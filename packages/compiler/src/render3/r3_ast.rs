//! Render3 AST
//!
//! The template syntax tree handed to ingestion: elements, templates, bindings,
//! control-flow and deferred blocks. Produced upstream by the template parser.

use indexmap::IndexMap;
use serde::{Deserialize, Serialize};

use crate::core::SecurityContext;
use crate::expression_parser::ast::AST as ExprAST;
use crate::parse_util::ParseSourceSpan;

/// Base trait for all R3 AST nodes
pub trait Node {
    fn source_span(&self) -> &ParseSourceSpan;
}

/// Translation metadata attached to an element or block marked for i18n.
#[derive(Debug, Clone, PartialEq)]
pub struct I18nMeta {
    pub id: String,
    /// Serialized message text with placeholders already substituted.
    pub message: String,
}

/// Kinds of property binding in a template
#[derive(Debug, Clone, Copy, PartialEq, Eq, Serialize, Deserialize)]
pub enum BindingType {
    /// `[prop]="expr"`
    Property,
    /// `[attr.name]="expr"`
    Attribute,
    /// `[class.name]="expr"`
    Class,
    /// `[style.name]="expr"`
    Style,
    /// `[@trigger]="expr"`
    Animation,
    /// `[(prop)]="expr"`
    TwoWay,
}

#[derive(Debug, Clone, Copy, PartialEq, Eq, Serialize, Deserialize)]
pub enum ParsedEventType {
    Regular,
    Animation,
    TwoWay,
}

/// Comment node - wrapper for raw html.Comment
#[derive(Debug, Clone)]
pub struct Comment {
    pub value: String,
    pub source_span: ParseSourceSpan,
}

#[derive(Debug, Clone)]
pub struct Text {
    pub value: String,
    pub source_span: ParseSourceSpan,
}

impl Text {
    pub fn new(value: impl Into<String>, source_span: ParseSourceSpan) -> Self {
        Text {
            value: value.into(),
            source_span,
        }
    }
}

/// Text containing interpolations; `value` is an `Interpolation` expression.
#[derive(Debug, Clone)]
pub struct BoundText {
    pub value: ExprAST,
    pub source_span: ParseSourceSpan,
    /// Placeholder names for the interpolated expressions when inside an i18n block.
    pub i18n_placeholders: Vec<String>,
}

impl BoundText {
    pub fn new(value: ExprAST, source_span: ParseSourceSpan) -> Self {
        BoundText {
            value,
            source_span,
            i18n_placeholders: Vec::new(),
        }
    }
}

/// Text attribute in the template
#[derive(Debug, Clone)]
pub struct TextAttribute {
    pub name: String,
    pub value: String,
    pub source_span: ParseSourceSpan,
    pub key_span: Option<ParseSourceSpan>,
    pub value_span: Option<ParseSourceSpan>,
    pub i18n: Option<I18nMeta>,
}

impl TextAttribute {
    pub fn new(name: impl Into<String>, value: impl Into<String>, source_span: ParseSourceSpan) -> Self {
        TextAttribute {
            name: name.into(),
            value: value.into(),
            source_span,
            key_span: None,
            value_span: None,
            i18n: None,
        }
    }
}

/// Bound attribute node
#[derive(Debug, Clone)]
pub struct BoundAttribute {
    pub name: String,
    pub type_: BindingType,
    pub security_context: SecurityContext,
    pub value: ExprAST,
    pub unit: Option<String>,
    pub source_span: ParseSourceSpan,
    pub key_span: ParseSourceSpan,
    pub value_span: Option<ParseSourceSpan>,
    pub i18n: Option<I18nMeta>,
}

impl BoundAttribute {
    pub fn new(
        name: impl Into<String>,
        type_: BindingType,
        value: ExprAST,
        source_span: ParseSourceSpan,
    ) -> Self {
        BoundAttribute {
            name: name.into(),
            type_,
            security_context: SecurityContext::NONE,
            value,
            unit: None,
            key_span: source_span.clone(),
            source_span,
            value_span: None,
            i18n: None,
        }
    }
}

/// Bound event node
#[derive(Debug, Clone)]
pub struct BoundEvent {
    pub name: String,
    pub type_: ParsedEventType,
    pub handler: ExprAST,
    pub target: Option<String>,
    pub phase: Option<String>,
    pub source_span: ParseSourceSpan,
    pub handler_span: ParseSourceSpan,
    pub key_span: ParseSourceSpan,
}

impl BoundEvent {
    pub fn new(
        name: impl Into<String>,
        type_: ParsedEventType,
        handler: ExprAST,
        source_span: ParseSourceSpan,
    ) -> Self {
        BoundEvent {
            name: name.into(),
            type_,
            handler,
            target: None,
            phase: None,
            handler_span: source_span.clone(),
            key_span: source_span.clone(),
            source_span,
        }
    }
}

/// Element node
#[derive(Debug, Clone)]
pub struct Element {
    pub name: String,
    pub attributes: Vec<TextAttribute>,
    pub inputs: Vec<BoundAttribute>,
    pub outputs: Vec<BoundEvent>,
    pub children: Vec<R3Node>,
    pub references: Vec<Reference>,
    pub source_span: ParseSourceSpan,
    pub start_source_span: ParseSourceSpan,
    pub end_source_span: Option<ParseSourceSpan>,
    pub i18n: Option<I18nMeta>,
}

impl Element {
    pub fn new(name: impl Into<String>, children: Vec<R3Node>, source_span: ParseSourceSpan) -> Self {
        Element {
            name: name.into(),
            attributes: Vec::new(),
            inputs: Vec::new(),
            outputs: Vec::new(),
            children,
            references: Vec::new(),
            start_source_span: source_span.clone(),
            end_source_span: Some(source_span.clone()),
            source_span,
            i18n: None,
        }
    }
}

/// Template attribute (either bound or text)
#[derive(Debug, Clone)]
pub enum TemplateAttr {
    Bound(BoundAttribute),
    Text(TextAttribute),
}

/// Template node (`<ng-template>` or an element carrying a structural directive)
#[derive(Debug, Clone)]
pub struct Template {
    /// `None` for `<ng-template>` itself, else the tag of the element the directive sits on.
    pub tag_name: Option<String>,
    pub attributes: Vec<TextAttribute>,
    pub inputs: Vec<BoundAttribute>,
    pub outputs: Vec<BoundEvent>,
    pub template_attrs: Vec<TemplateAttr>,
    pub children: Vec<R3Node>,
    pub references: Vec<Reference>,
    pub variables: Vec<Variable>,
    pub source_span: ParseSourceSpan,
    pub start_source_span: ParseSourceSpan,
    pub end_source_span: Option<ParseSourceSpan>,
    pub i18n: Option<I18nMeta>,
}

impl Template {
    pub fn new(tag_name: Option<String>, children: Vec<R3Node>, source_span: ParseSourceSpan) -> Self {
        Template {
            tag_name,
            attributes: Vec::new(),
            inputs: Vec::new(),
            outputs: Vec::new(),
            template_attrs: Vec::new(),
            children,
            references: Vec::new(),
            variables: Vec::new(),
            start_source_span: source_span.clone(),
            end_source_span: Some(source_span.clone()),
            source_span,
            i18n: None,
        }
    }
}

/// Content node (ng-content)
#[derive(Debug, Clone)]
pub struct Content {
    pub selector: String,
    pub attributes: Vec<TextAttribute>,
    pub children: Vec<R3Node>,
    pub source_span: ParseSourceSpan,
    pub i18n: Option<I18nMeta>,
}

/// Variable node
#[derive(Debug, Clone)]
pub struct Variable {
    pub name: String,
    pub value: String,
    pub source_span: ParseSourceSpan,
    pub key_span: ParseSourceSpan,
    pub value_span: Option<ParseSourceSpan>,
}

impl Variable {
    pub fn new(name: impl Into<String>, value: impl Into<String>, source_span: ParseSourceSpan) -> Self {
        Variable {
            name: name.into(),
            value: value.into(),
            key_span: source_span.clone(),
            source_span,
            value_span: None,
        }
    }
}

/// Reference node
#[derive(Debug, Clone)]
pub struct Reference {
    pub name: String,
    pub value: String,
    pub source_span: ParseSourceSpan,
    pub key_span: ParseSourceSpan,
    pub value_span: Option<ParseSourceSpan>,
}

impl Reference {
    pub fn new(name: impl Into<String>, value: impl Into<String>, source_span: ParseSourceSpan) -> Self {
        Reference {
            name: name.into(),
            value: value.into(),
            key_span: source_span.clone(),
            source_span,
            value_span: None,
        }
    }
}

#[derive(Debug, Clone)]
pub enum IcuPlaceholder {
    Text(Text),
    BoundText(BoundText),
}

/// ICU node
#[derive(Debug, Clone)]
pub struct Icu {
    pub vars: IndexMap<String, BoundText>,
    pub placeholders: IndexMap<String, IcuPlaceholder>,
    pub source_span: ParseSourceSpan,
    pub i18n: Option<I18nMeta>,
}

/// Block node base
#[derive(Debug, Clone)]
pub struct BlockNode {
    pub name_span: ParseSourceSpan,
    pub source_span: ParseSourceSpan,
    pub start_source_span: ParseSourceSpan,
    pub end_source_span: Option<ParseSourceSpan>,
}

impl BlockNode {
    pub fn new(source_span: ParseSourceSpan) -> Self {
        BlockNode {
            name_span: source_span.clone(),
            start_source_span: source_span.clone(),
            end_source_span: Some(source_span.clone()),
            source_span,
        }
    }
}

/// If block
#[derive(Debug, Clone)]
pub struct IfBlock {
    pub branches: Vec<IfBlockBranch>,
    pub block: BlockNode,
}

/// If block branch
#[derive(Debug, Clone)]
pub struct IfBlockBranch {
    /// `None` for the trailing `@else`.
    pub expression: Option<ExprAST>,
    pub children: Vec<R3Node>,
    pub expression_alias: Option<Variable>,
    pub block: BlockNode,
    pub i18n: Option<I18nMeta>,
}

/// Switch block
#[derive(Debug, Clone)]
pub struct SwitchBlock {
    pub expression: ExprAST,
    pub cases: Vec<SwitchBlockCase>,
    pub block: BlockNode,
}

/// Switch block case
#[derive(Debug, Clone)]
pub struct SwitchBlockCase {
    /// `None` for `@default`.
    pub expression: Option<ExprAST>,
    pub children: Vec<R3Node>,
    pub block: BlockNode,
    pub i18n: Option<I18nMeta>,
}

/// For loop block
#[derive(Debug, Clone)]
pub struct ForLoopBlock {
    pub item: Variable,
    pub expression: ExprAST,
    pub track_by: ExprAST,
    /// `let i = $index, c = $count` style aliases plus the implicit `$index`, `$count`, ... .
    pub context_variables: Vec<Variable>,
    pub children: Vec<R3Node>,
    pub empty: Option<Box<ForLoopBlockEmpty>>,
    pub block: BlockNode,
    pub main_block_span: ParseSourceSpan,
    pub i18n: Option<I18nMeta>,
}

/// For loop block empty
#[derive(Debug, Clone)]
pub struct ForLoopBlockEmpty {
    pub children: Vec<R3Node>,
    pub block: BlockNode,
    pub i18n: Option<I18nMeta>,
}

/// A trigger parameter as written in the template.
#[derive(Debug, Clone)]
pub enum TriggerParameter {
    /// Raw parameter text, e.g. `500ms` or a reference name.
    Text(String),
    /// A parameter already parsed as an expression, e.g. viewport options `{rootMargin: '10px'}`.
    Parsed(ExprAST),
}

/// An `on`/`when` trigger as written, before validation.
#[derive(Debug, Clone)]
pub struct DeferredTriggerSyntax {
    /// Trigger name (`idle`, `timer`, ...) or `when`.
    pub name: String,
    pub parameters: Vec<TriggerParameter>,
    /// The condition of a `when` trigger.
    pub value: Option<ExprAST>,
    pub source_span: ParseSourceSpan,
}

impl DeferredTriggerSyntax {
    pub fn on(name: impl Into<String>, parameters: Vec<TriggerParameter>, source_span: ParseSourceSpan) -> Self {
        DeferredTriggerSyntax {
            name: name.into(),
            parameters,
            value: None,
            source_span,
        }
    }

    pub fn when(value: ExprAST, source_span: ParseSourceSpan) -> Self {
        DeferredTriggerSyntax {
            name: "when".to_string(),
            parameters: Vec::new(),
            value: Some(value),
            source_span,
        }
    }
}

/// Deferred block placeholder
#[derive(Debug, Clone)]
pub struct DeferredBlockPlaceholder {
    pub children: Vec<R3Node>,
    pub minimum_time: Option<usize>,
    pub block: BlockNode,
    pub i18n: Option<I18nMeta>,
}

#[derive(Debug, Clone)]
pub struct DeferredBlockLoading {
    pub children: Vec<R3Node>,
    pub after_time: Option<usize>,
    pub minimum_time: Option<usize>,
    pub block: BlockNode,
    pub i18n: Option<I18nMeta>,
}

#[derive(Debug, Clone)]
pub struct DeferredBlockError {
    pub children: Vec<R3Node>,
    pub block: BlockNode,
    pub i18n: Option<I18nMeta>,
}

/// Deferred block
#[derive(Debug, Clone)]
pub struct DeferredBlock {
    pub children: Vec<R3Node>,
    pub triggers: Vec<DeferredTriggerSyntax>,
    pub prefetch_triggers: Vec<DeferredTriggerSyntax>,
    pub hydrate_triggers: Vec<DeferredTriggerSyntax>,
    pub placeholder: Option<Box<DeferredBlockPlaceholder>>,
    pub loading: Option<Box<DeferredBlockLoading>>,
    pub error: Option<Box<DeferredBlockError>>,
    pub block: BlockNode,
    pub main_block_span: ParseSourceSpan,
    pub i18n: Option<I18nMeta>,
}

impl DeferredBlock {
    pub fn new(children: Vec<R3Node>, source_span: ParseSourceSpan) -> Self {
        DeferredBlock {
            children,
            triggers: Vec::new(),
            prefetch_triggers: Vec::new(),
            hydrate_triggers: Vec::new(),
            placeholder: None,
            loading: None,
            error: None,
            main_block_span: source_span.clone(),
            block: BlockNode::new(source_span),
            i18n: None,
        }
    }
}

/// Let declaration
#[derive(Debug, Clone)]
pub struct LetDeclaration {
    pub name: String,
    pub value: ExprAST,
    pub source_span: ParseSourceSpan,
    pub name_span: ParseSourceSpan,
    pub value_span: ParseSourceSpan,
}

/// Unknown block (for autocompletion)
#[derive(Debug, Clone)]
pub struct UnknownBlock {
    pub name: String,
    pub source_span: ParseSourceSpan,
}

/// Selectorless component node
#[derive(Debug, Clone)]
pub struct Component {
    pub component_name: String,
    pub children: Vec<R3Node>,
    pub source_span: ParseSourceSpan,
}

/// Enum for all R3 node types
#[derive(Debug, Clone)]
pub enum R3Node {
    Comment(Comment),
    Text(Text),
    BoundText(BoundText),
    Element(Element),
    Template(Template),
    Content(Content),
    IfBlock(IfBlock),
    SwitchBlock(SwitchBlock),
    ForLoopBlock(ForLoopBlock),
    DeferredBlock(DeferredBlock),
    Icu(Icu),
    LetDeclaration(LetDeclaration),
    UnknownBlock(UnknownBlock),
    Component(Component),
}

impl R3Node {
    /// Short node kind name used in diagnostics.
    pub fn kind_name(&self) -> &'static str {
        match self {
            R3Node::Comment(_) => "Comment",
            R3Node::Text(_) => "Text",
            R3Node::BoundText(_) => "BoundText",
            R3Node::Element(_) => "Element",
            R3Node::Template(_) => "Template",
            R3Node::Content(_) => "Content",
            R3Node::IfBlock(_) => "IfBlock",
            R3Node::SwitchBlock(_) => "SwitchBlock",
            R3Node::ForLoopBlock(_) => "ForLoopBlock",
            R3Node::DeferredBlock(_) => "DeferredBlock",
            R3Node::Icu(_) => "Icu",
            R3Node::LetDeclaration(_) => "LetDeclaration",
            R3Node::UnknownBlock(_) => "UnknownBlock",
            R3Node::Component(_) => "Component",
        }
    }
}

impl Node for R3Node {
    fn source_span(&self) -> &ParseSourceSpan {
        match self {
            R3Node::Comment(n) => &n.source_span,
            R3Node::Text(n) => &n.source_span,
            R3Node::BoundText(n) => &n.source_span,
            R3Node::Element(n) => &n.source_span,
            R3Node::Template(n) => &n.source_span,
            R3Node::Content(n) => &n.source_span,
            R3Node::IfBlock(n) => &n.block.source_span,
            R3Node::SwitchBlock(n) => &n.block.source_span,
            R3Node::ForLoopBlock(n) => &n.block.source_span,
            R3Node::DeferredBlock(n) => &n.block.source_span,
            R3Node::Icu(n) => &n.source_span,
            R3Node::LetDeclaration(n) => &n.source_span,
            R3Node::UnknownBlock(n) => &n.source_span,
            R3Node::Component(n) => &n.source_span,
        }
    }
}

__Task details__: The answer must be one number, the count of lines above that hold the word "message".

__Written answer__: 2